◆ Data to examine:

• • • • •

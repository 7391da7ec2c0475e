//! Skeleton registry.
//!
//! Compiling, parsing and extracting a template is done once per distinct
//! shape. The registry caches the resulting [`Skeleton`]s keyed by fragment
//! signature (or an explicit key) and hands out shared `Arc`s.
//!
//! Reads take a shared lock. A miss compiles outside the lock and inserts
//! under a presence check, so concurrent misses on the same shape converge on
//! one entry.

use std::fmt;
use std::sync::atomic::{AtomicU64, Ordering};
use std::sync::Arc;

use compact_str::CompactString;
use parking_lot::RwLock;
use rustc_hash::FxHashMap;

use crate::algo::fragment_signature;
use crate::compiler::{compile, CompileOptions, SlotKind};
use crate::error::{StencilError, StencilResult};
use crate::memory::{extract, Memory, MemoryKind};
use crate::node::Fragment;
use crate::parse::parse;
use crate::value::TemplateResult;

// =============================================================================
// Skeleton Key
// =============================================================================

/// Registry key.
#[derive(Debug, Clone, PartialEq, Eq, Hash)]
pub enum SkeletonKey {
    /// Content signature of the fragments
    Signature(u64),
    /// Caller-chosen key
    Explicit(CompactString),
}

impl SkeletonKey {
    /// Key a template result registers under.
    pub fn for_template(template: &TemplateResult) -> Self {
        match template.key() {
            Some(key) => Self::Explicit(key.into()),
            None => Self::Signature(template.signature()),
        }
    }
}

impl fmt::Display for SkeletonKey {
    fn fmt(&self, f: &mut fmt::Formatter<'_>) -> fmt::Result {
        match self {
            Self::Signature(sig) => write!(f, "{sig:016x}"),
            Self::Explicit(key) => write!(f, "{key}"),
        }
    }
}

// =============================================================================
// Skeleton
// =============================================================================

/// Compiled, immutable template shape.
#[derive(Debug)]
pub struct Skeleton {
    markup: String,
    signature: u64,
    template: Fragment,
    memories: Arc<[Memory]>,
}

impl Skeleton {
    /// Compile fragments into a skeleton.
    ///
    /// Fails when compilation fails or when the parsed tree does not yield
    /// exactly one memory per slot.
    pub fn compile<S: AsRef<str>>(fragments: &[S], options: &CompileOptions) -> StencilResult<Self> {
        let compiled = compile(fragments, options)?;
        let template = parse(&compiled.markup);
        let memories = extract(&template);

        if memories.len() != compiled.slots.len() {
            return Err(StencilError::compile(format!(
                "skeleton has {} slots but {} memories were extracted; \
                 slots inside raw-text elements must be their only content",
                compiled.slots.len(),
                memories.len()
            )));
        }
        for (i, (slot, memory)) in compiled.slots.iter().zip(&memories).enumerate() {
            let consistent = match slot {
                SlotKind::Attribute => memory.kind != MemoryKind::Node,
                SlotKind::Node | SlotKind::Comment => memory.kind == MemoryKind::Node && !memory.text_only,
                SlotKind::RawText => memory.text_only,
            };
            if !consistent {
                return Err(StencilError::compile(format!(
                    "slot {i} compiled as {slot:?} but extracted as {:?}",
                    memory.kind
                )));
            }
        }

        Ok(Self {
            signature: fragment_signature(fragments),
            markup: compiled.markup,
            template,
            memories: memories.into(),
        })
    }

    /// Marker-annotated markup.
    pub fn markup(&self) -> &str {
        &self.markup
    }

    pub fn signature(&self) -> u64 {
        self.signature
    }

    /// Parsed template tree cloned into every instance.
    pub fn template(&self) -> &Fragment {
        &self.template
    }

    pub fn memories(&self) -> &[Memory] {
        &self.memories
    }

    /// Shared handle to the memory list.
    pub fn memories_arc(&self) -> Arc<[Memory]> {
        Arc::clone(&self.memories)
    }
}

// =============================================================================
// Registry
// =============================================================================

/// Hit/miss counters.
#[derive(Debug, Default, Clone, Copy, PartialEq, Eq)]
pub struct RegistryStats {
    pub hits: u64,
    pub misses: u64,
    pub entries: usize,
}

/// Thread-safe skeleton cache.
///
/// Uses `parking_lot::RwLock` for better performance under contention.
#[derive(Debug, Default)]
pub struct Registry {
    entries: RwLock<FxHashMap<SkeletonKey, Arc<Skeleton>>>,
    options: CompileOptions,
    hits: AtomicU64,
    misses: AtomicU64,
}

/// Registry shared across owners.
pub type SharedRegistry = Arc<Registry>;

impl Registry {
    /// Create an empty registry with default compile options.
    pub fn new() -> Self {
        Self::default()
    }

    /// Create an empty registry compiling with `options`.
    pub fn with_options(options: CompileOptions) -> Self {
        Self { options, ..Self::default() }
    }

    /// Wrap in an `Arc` for sharing.
    pub fn shared(self) -> SharedRegistry {
        Arc::new(self)
    }

    pub fn options(&self) -> &CompileOptions {
        &self.options
    }

    /// Skeleton for a template result, compiling it on first reference.
    pub fn get_or_compile(&self, template: &TemplateResult) -> StencilResult<Arc<Skeleton>> {
        let key = SkeletonKey::for_template(template);
        let skeleton = self.get_or_insert_with(key, || template.fragments())?;
        if skeleton.signature() != template.signature() {
            return Err(StencilError::SkeletonMismatch {
                expected: skeleton.signature(),
                found: template.signature(),
            });
        }
        Ok(skeleton)
    }

    /// Compile and register fragments under their signature.
    pub fn precompile<S: AsRef<str>>(&self, fragments: &[S]) -> StencilResult<Arc<Skeleton>> {
        self.get_or_insert_with(SkeletonKey::Signature(fragment_signature(fragments)), || fragments)
    }

    /// Compile and register fragments under an explicit key.
    pub fn register<S: AsRef<str>>(&self, key: &str, fragments: &[S]) -> StencilResult<Arc<Skeleton>> {
        self.get_or_insert_with(SkeletonKey::Explicit(key.into()), || fragments)
    }

    /// Compile many fragment sequences on the rayon pool and register them.
    #[cfg(feature = "parallel")]
    pub fn precompile_par<S>(&self, batch: &[Vec<S>]) -> StencilResult<Vec<Arc<Skeleton>>>
    where
        S: AsRef<str> + Sync,
    {
        use rayon::prelude::*;

        let compiled: Vec<Skeleton> = batch
            .par_iter()
            .map(|fragments| Skeleton::compile(fragments.as_slice(), &self.options))
            .collect::<StencilResult<_>>()?;

        Ok(compiled
            .into_iter()
            .map(|skeleton| self.insert(SkeletonKey::Signature(skeleton.signature()), skeleton))
            .collect())
    }

    /// Look up without compiling.
    pub fn get(&self, key: &SkeletonKey) -> Option<Arc<Skeleton>> {
        self.entries.read().get(key).cloned()
    }

    pub fn contains(&self, key: &SkeletonKey) -> bool {
        self.entries.read().contains_key(key)
    }

    /// Drop a skeleton. Live instances keep their own `Arc`.
    pub fn deregister(&self, key: &SkeletonKey) -> bool {
        let removed = self.entries.write().remove(key).is_some();
        if removed {
            tracing::debug!(%key, "deregistered skeleton");
        }
        removed
    }

    pub fn len(&self) -> usize {
        self.entries.read().len()
    }

    pub fn is_empty(&self) -> bool {
        self.len() == 0
    }

    pub fn clear(&self) {
        self.entries.write().clear();
    }

    pub fn stats(&self) -> RegistryStats {
        RegistryStats {
            hits: self.hits.load(Ordering::Relaxed),
            misses: self.misses.load(Ordering::Relaxed),
            entries: self.len(),
        }
    }

    fn get_or_insert_with<'f, S, F>(&self, key: SkeletonKey, fragments: F) -> StencilResult<Arc<Skeleton>>
    where
        S: AsRef<str> + 'f,
        F: FnOnce() -> &'f [S],
    {
        if let Some(hit) = self.entries.read().get(&key) {
            self.hits.fetch_add(1, Ordering::Relaxed);
            tracing::trace!(%key, "skeleton registry hit");
            return Ok(Arc::clone(hit));
        }

        self.misses.fetch_add(1, Ordering::Relaxed);
        let skeleton = Skeleton::compile(fragments(), &self.options)?;
        tracing::debug!(
            %key,
            memories = skeleton.memories().len(),
            bytes = skeleton.markup().len(),
            "compiled skeleton"
        );
        Ok(self.insert(key, skeleton))
    }

    /// Insert unless another thread got there first.
    fn insert(&self, key: SkeletonKey, skeleton: Skeleton) -> Arc<Skeleton> {
        let mut entries = self.entries.write();
        Arc::clone(entries.entry(key).or_insert_with(|| Arc::new(skeleton)))
    }
}

#[cfg(test)]
mod tests {
    use super::*;
    use crate::value::template;

    #[test]
    fn test_compile_once_per_shape() {
        let registry = Registry::new();
        let a = registry.get_or_compile(&template(["<p>", "</p>"], vec!["x".into()])).unwrap();
        let b = registry.get_or_compile(&template(["<p>", "</p>"], vec!["y".into()])).unwrap();
        assert!(Arc::ptr_eq(&a, &b));
        assert_eq!(registry.stats(), RegistryStats { hits: 1, misses: 1, entries: 1 });
    }

    #[test]
    fn test_identical_fragments_identical_markup() {
        let a = Skeleton::compile(&["<b>", "</b>"], &CompileOptions::default()).unwrap();
        let b = Skeleton::compile(&["<b>", "</b>"], &CompileOptions::default()).unwrap();
        assert_eq!(a.markup(), b.markup());
        assert_eq!(a.signature(), b.signature());
    }

    #[test]
    fn test_raw_text_with_extra_content_fails() {
        let err = Skeleton::compile(&["<script>let x = ", ";</script>"], &CompileOptions::default());
        assert!(matches!(err, Err(StencilError::Compile(_))));
    }

    #[test]
    fn test_explicit_key_and_deregister() {
        let registry = Registry::new();
        let t = template(["<i>", "</i>"], vec![1.into()]).with_key("icon");
        registry.get_or_compile(&t).unwrap();
        let key = SkeletonKey::Explicit("icon".into());
        assert!(registry.contains(&key));

        // A different shape under the same key is refused
        let other = template(["<b>", "</b>"], vec![1.into()]).with_key("icon");
        assert!(matches!(registry.get_or_compile(&other), Err(StencilError::SkeletonMismatch { .. })));

        assert!(registry.deregister(&key));
        assert!(!registry.deregister(&key));
        assert!(registry.is_empty());
    }

    #[test]
    fn test_with_options_is_used() {
        let registry = Registry::with_options(CompileOptions::VERBATIM);
        let skeleton = registry.precompile(&["\n  <p>", "</p>"]).unwrap();
        assert!(skeleton.markup().starts_with("\n  <p>"));
    }

    #[test]
    fn test_registry_is_send_sync() {
        static_assertions::assert_impl_all!(Registry: Send, Sync);
        static_assertions::assert_impl_all!(Skeleton: Send, Sync);
    }

    #[cfg(feature = "parallel")]
    #[test]
    fn test_precompile_par() {
        let registry = Registry::new();
        let batch = vec![vec!["<a>", "</a>"], vec!["<b>", "</b>"], vec!["<a>", "</a>"]];
        let skeletons = registry.precompile_par(&batch).unwrap();
        assert_eq!(skeletons.len(), 3);
        assert!(Arc::ptr_eq(&skeletons[0], &skeletons[2]));
        assert_eq!(registry.len(), 2);
    }
}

• • • • •

◆ Problem requirements: Please count, in the material above, the lines that hold the word "value", and report only the total.

◆ Solution for this problem: 2